TRY IT:
Restate the last part of the records below word for word, beginning at the line with "self.index += written;" and ending at the final line.
══ EXTRACTED MATERIAL ══
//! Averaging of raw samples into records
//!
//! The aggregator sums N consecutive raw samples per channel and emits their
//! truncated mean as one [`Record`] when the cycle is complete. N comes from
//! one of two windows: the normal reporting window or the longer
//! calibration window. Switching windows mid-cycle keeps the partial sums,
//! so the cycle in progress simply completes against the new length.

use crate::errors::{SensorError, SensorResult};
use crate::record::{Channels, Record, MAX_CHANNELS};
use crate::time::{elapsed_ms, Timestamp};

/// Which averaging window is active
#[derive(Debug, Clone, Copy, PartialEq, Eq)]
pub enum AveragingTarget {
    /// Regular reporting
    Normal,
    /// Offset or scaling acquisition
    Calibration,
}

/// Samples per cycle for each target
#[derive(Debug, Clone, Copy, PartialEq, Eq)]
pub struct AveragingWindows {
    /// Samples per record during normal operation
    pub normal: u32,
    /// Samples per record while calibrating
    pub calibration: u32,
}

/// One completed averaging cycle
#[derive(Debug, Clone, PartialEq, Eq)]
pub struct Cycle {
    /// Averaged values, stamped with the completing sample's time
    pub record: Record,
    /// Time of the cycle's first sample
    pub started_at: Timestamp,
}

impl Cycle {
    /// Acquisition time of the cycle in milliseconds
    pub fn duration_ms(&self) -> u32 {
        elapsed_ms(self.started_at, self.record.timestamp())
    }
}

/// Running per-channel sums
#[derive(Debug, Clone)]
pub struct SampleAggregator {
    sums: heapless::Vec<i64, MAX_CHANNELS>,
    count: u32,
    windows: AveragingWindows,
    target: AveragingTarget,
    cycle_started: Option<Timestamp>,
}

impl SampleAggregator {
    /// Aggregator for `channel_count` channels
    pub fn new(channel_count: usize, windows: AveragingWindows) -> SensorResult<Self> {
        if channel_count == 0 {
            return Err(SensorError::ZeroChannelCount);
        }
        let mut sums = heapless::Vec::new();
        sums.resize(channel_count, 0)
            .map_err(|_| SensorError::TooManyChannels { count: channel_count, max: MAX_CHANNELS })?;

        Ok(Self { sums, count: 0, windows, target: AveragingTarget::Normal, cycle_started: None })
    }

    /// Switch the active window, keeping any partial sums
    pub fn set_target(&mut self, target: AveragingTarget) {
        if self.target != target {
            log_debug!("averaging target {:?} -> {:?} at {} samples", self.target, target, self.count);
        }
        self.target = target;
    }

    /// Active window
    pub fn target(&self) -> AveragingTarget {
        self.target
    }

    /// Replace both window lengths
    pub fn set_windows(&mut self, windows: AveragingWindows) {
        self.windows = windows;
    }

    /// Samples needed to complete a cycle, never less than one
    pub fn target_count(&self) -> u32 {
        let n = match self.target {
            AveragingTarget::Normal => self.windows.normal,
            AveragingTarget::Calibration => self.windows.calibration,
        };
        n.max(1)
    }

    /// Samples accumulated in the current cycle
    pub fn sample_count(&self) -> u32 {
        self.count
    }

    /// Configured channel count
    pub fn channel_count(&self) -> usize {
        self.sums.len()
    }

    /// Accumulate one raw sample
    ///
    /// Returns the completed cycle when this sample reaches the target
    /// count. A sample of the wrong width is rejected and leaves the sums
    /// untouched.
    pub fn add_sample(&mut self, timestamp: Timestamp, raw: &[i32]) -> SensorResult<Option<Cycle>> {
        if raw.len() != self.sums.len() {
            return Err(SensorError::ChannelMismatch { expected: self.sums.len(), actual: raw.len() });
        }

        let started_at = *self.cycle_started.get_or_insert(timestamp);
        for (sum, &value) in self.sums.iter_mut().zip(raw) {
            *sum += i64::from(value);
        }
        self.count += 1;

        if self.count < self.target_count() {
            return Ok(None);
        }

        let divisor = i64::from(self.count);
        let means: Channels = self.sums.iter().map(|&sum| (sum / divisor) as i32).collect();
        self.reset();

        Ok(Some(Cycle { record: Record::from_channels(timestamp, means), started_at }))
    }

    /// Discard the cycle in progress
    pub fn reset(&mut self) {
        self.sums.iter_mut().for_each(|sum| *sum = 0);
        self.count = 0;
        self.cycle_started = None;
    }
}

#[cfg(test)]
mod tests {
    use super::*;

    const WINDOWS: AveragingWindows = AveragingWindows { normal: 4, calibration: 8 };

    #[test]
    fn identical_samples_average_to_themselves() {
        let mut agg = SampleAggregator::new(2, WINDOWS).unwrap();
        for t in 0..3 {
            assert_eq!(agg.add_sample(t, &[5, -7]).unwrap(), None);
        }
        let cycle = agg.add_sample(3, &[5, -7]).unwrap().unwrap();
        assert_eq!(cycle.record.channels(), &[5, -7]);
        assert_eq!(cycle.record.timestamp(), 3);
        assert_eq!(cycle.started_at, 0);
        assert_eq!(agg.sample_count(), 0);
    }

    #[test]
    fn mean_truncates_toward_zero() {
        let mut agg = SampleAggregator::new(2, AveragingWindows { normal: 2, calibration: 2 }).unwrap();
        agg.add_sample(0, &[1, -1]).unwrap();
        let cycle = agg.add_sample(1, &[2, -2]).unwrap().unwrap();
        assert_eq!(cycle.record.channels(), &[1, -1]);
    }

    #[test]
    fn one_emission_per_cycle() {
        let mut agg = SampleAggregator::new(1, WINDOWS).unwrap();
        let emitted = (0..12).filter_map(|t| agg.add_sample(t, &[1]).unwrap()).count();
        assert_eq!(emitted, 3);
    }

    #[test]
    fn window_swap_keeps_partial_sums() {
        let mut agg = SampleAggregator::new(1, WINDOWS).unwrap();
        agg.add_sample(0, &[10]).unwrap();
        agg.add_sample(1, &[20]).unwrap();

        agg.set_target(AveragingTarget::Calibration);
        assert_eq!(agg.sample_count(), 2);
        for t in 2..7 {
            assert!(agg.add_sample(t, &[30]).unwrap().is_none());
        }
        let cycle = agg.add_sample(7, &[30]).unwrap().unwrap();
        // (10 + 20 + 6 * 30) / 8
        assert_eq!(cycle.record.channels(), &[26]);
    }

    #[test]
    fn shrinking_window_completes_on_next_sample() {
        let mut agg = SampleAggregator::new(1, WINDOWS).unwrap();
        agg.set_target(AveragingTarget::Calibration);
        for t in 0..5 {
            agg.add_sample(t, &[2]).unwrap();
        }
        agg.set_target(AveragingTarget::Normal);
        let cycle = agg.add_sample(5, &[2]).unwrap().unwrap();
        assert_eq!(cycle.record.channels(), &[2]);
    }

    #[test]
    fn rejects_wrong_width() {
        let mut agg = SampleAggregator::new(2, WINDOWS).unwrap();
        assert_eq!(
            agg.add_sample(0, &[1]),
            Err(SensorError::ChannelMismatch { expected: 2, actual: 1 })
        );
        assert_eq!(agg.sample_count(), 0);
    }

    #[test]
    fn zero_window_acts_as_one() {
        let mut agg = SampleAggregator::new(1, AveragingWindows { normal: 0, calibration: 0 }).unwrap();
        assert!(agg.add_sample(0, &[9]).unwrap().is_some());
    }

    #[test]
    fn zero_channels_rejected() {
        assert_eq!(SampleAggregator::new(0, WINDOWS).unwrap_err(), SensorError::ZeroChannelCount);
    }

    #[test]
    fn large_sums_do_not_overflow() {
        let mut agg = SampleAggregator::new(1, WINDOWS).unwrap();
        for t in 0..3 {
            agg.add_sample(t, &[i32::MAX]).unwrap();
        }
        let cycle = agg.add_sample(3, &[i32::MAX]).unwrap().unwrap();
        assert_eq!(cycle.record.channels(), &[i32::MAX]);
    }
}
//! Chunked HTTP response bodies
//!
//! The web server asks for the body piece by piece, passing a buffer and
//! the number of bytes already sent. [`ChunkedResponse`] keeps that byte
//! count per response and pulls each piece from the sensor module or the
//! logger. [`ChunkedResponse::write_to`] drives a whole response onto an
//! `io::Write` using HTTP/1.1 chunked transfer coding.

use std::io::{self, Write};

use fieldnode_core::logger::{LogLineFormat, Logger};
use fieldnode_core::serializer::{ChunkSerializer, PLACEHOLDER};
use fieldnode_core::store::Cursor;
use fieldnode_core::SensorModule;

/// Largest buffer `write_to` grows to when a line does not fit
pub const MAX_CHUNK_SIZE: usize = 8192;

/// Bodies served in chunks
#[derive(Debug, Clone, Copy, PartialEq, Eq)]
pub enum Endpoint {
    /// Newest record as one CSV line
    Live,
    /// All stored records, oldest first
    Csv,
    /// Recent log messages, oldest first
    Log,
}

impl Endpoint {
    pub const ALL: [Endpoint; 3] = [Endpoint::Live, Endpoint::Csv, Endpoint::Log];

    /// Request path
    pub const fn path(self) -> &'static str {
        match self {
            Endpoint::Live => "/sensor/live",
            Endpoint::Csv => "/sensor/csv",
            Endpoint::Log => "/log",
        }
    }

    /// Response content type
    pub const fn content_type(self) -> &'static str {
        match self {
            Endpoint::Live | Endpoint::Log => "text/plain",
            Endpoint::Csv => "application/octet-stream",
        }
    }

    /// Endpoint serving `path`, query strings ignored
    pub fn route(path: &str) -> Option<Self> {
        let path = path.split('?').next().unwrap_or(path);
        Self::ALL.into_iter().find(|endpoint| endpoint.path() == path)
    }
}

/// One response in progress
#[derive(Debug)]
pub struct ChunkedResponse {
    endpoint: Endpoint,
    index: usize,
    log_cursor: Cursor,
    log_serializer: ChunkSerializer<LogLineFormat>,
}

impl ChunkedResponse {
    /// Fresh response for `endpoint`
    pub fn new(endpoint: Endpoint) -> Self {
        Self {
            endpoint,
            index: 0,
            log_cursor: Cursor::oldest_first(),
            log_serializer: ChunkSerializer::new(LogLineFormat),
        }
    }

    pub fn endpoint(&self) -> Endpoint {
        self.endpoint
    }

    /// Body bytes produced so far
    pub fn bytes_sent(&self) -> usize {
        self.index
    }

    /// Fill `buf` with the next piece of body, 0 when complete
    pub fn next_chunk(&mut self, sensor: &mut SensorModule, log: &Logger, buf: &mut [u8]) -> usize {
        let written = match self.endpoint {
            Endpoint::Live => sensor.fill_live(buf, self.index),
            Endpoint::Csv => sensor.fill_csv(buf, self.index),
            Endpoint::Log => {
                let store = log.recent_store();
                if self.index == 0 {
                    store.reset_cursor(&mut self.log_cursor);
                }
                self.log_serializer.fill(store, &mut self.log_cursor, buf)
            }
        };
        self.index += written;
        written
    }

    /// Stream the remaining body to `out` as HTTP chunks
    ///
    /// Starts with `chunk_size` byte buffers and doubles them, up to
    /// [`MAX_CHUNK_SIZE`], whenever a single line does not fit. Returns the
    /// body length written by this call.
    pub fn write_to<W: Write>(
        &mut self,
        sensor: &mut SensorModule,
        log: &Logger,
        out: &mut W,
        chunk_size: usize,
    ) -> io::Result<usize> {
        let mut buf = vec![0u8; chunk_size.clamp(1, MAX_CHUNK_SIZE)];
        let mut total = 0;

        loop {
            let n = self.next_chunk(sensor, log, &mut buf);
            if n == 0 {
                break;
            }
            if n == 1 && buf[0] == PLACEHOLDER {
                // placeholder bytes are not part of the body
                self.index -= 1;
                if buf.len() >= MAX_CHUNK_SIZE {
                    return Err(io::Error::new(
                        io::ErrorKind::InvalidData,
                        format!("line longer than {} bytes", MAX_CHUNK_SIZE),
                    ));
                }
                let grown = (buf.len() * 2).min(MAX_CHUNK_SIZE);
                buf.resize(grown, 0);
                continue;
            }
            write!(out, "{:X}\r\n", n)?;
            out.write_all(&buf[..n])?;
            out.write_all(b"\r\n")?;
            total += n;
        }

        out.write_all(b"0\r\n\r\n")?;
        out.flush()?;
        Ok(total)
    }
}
═══
RESULT FOR THIS TASK:
        self.index += written;
        written
    }

    /// Stream the remaining body to `out` as HTTP chunks
    ///
    /// Starts with `chunk_size` byte buffers and doubles them, up to
    /// [`MAX_CHUNK_SIZE`], whenever a single line does not fit. Returns the
    /// body length written by this call.
    pub fn write_to<W: Write>(
        &mut self,
        sensor: &mut SensorModule,
        log: &Logger,
        out: &mut W,
        chunk_size: usize,
    ) -> io::Result<usize> {
        let mut buf = vec![0u8; chunk_size.clamp(1, MAX_CHUNK_SIZE)];
        let mut total = 0;

        loop {
            let n = self.next_chunk(sensor, log, &mut buf);
            if n == 0 {
                break;
            }
            if n == 1 && buf[0] == PLACEHOLDER {
                // placeholder bytes are not part of the body
                self.index -= 1;
                if buf.len() >= MAX_CHUNK_SIZE {
                    return Err(io::Error::new(
                        io::ErrorKind::InvalidData,
                        format!("line longer than {} bytes", MAX_CHUNK_SIZE),
                    ));
                }
                let grown = (buf.len() * 2).min(MAX_CHUNK_SIZE);
                buf.resize(grown, 0);
                continue;
            }
            write!(out, "{:X}\r\n", n)?;
            out.write_all(&buf[..n])?;
            out.write_all(b"\r\n")?;
            total += n;
        }

        out.write_all(b"0\r\n\r\n")?;
        out.flush()?;
        Ok(total)
    }
}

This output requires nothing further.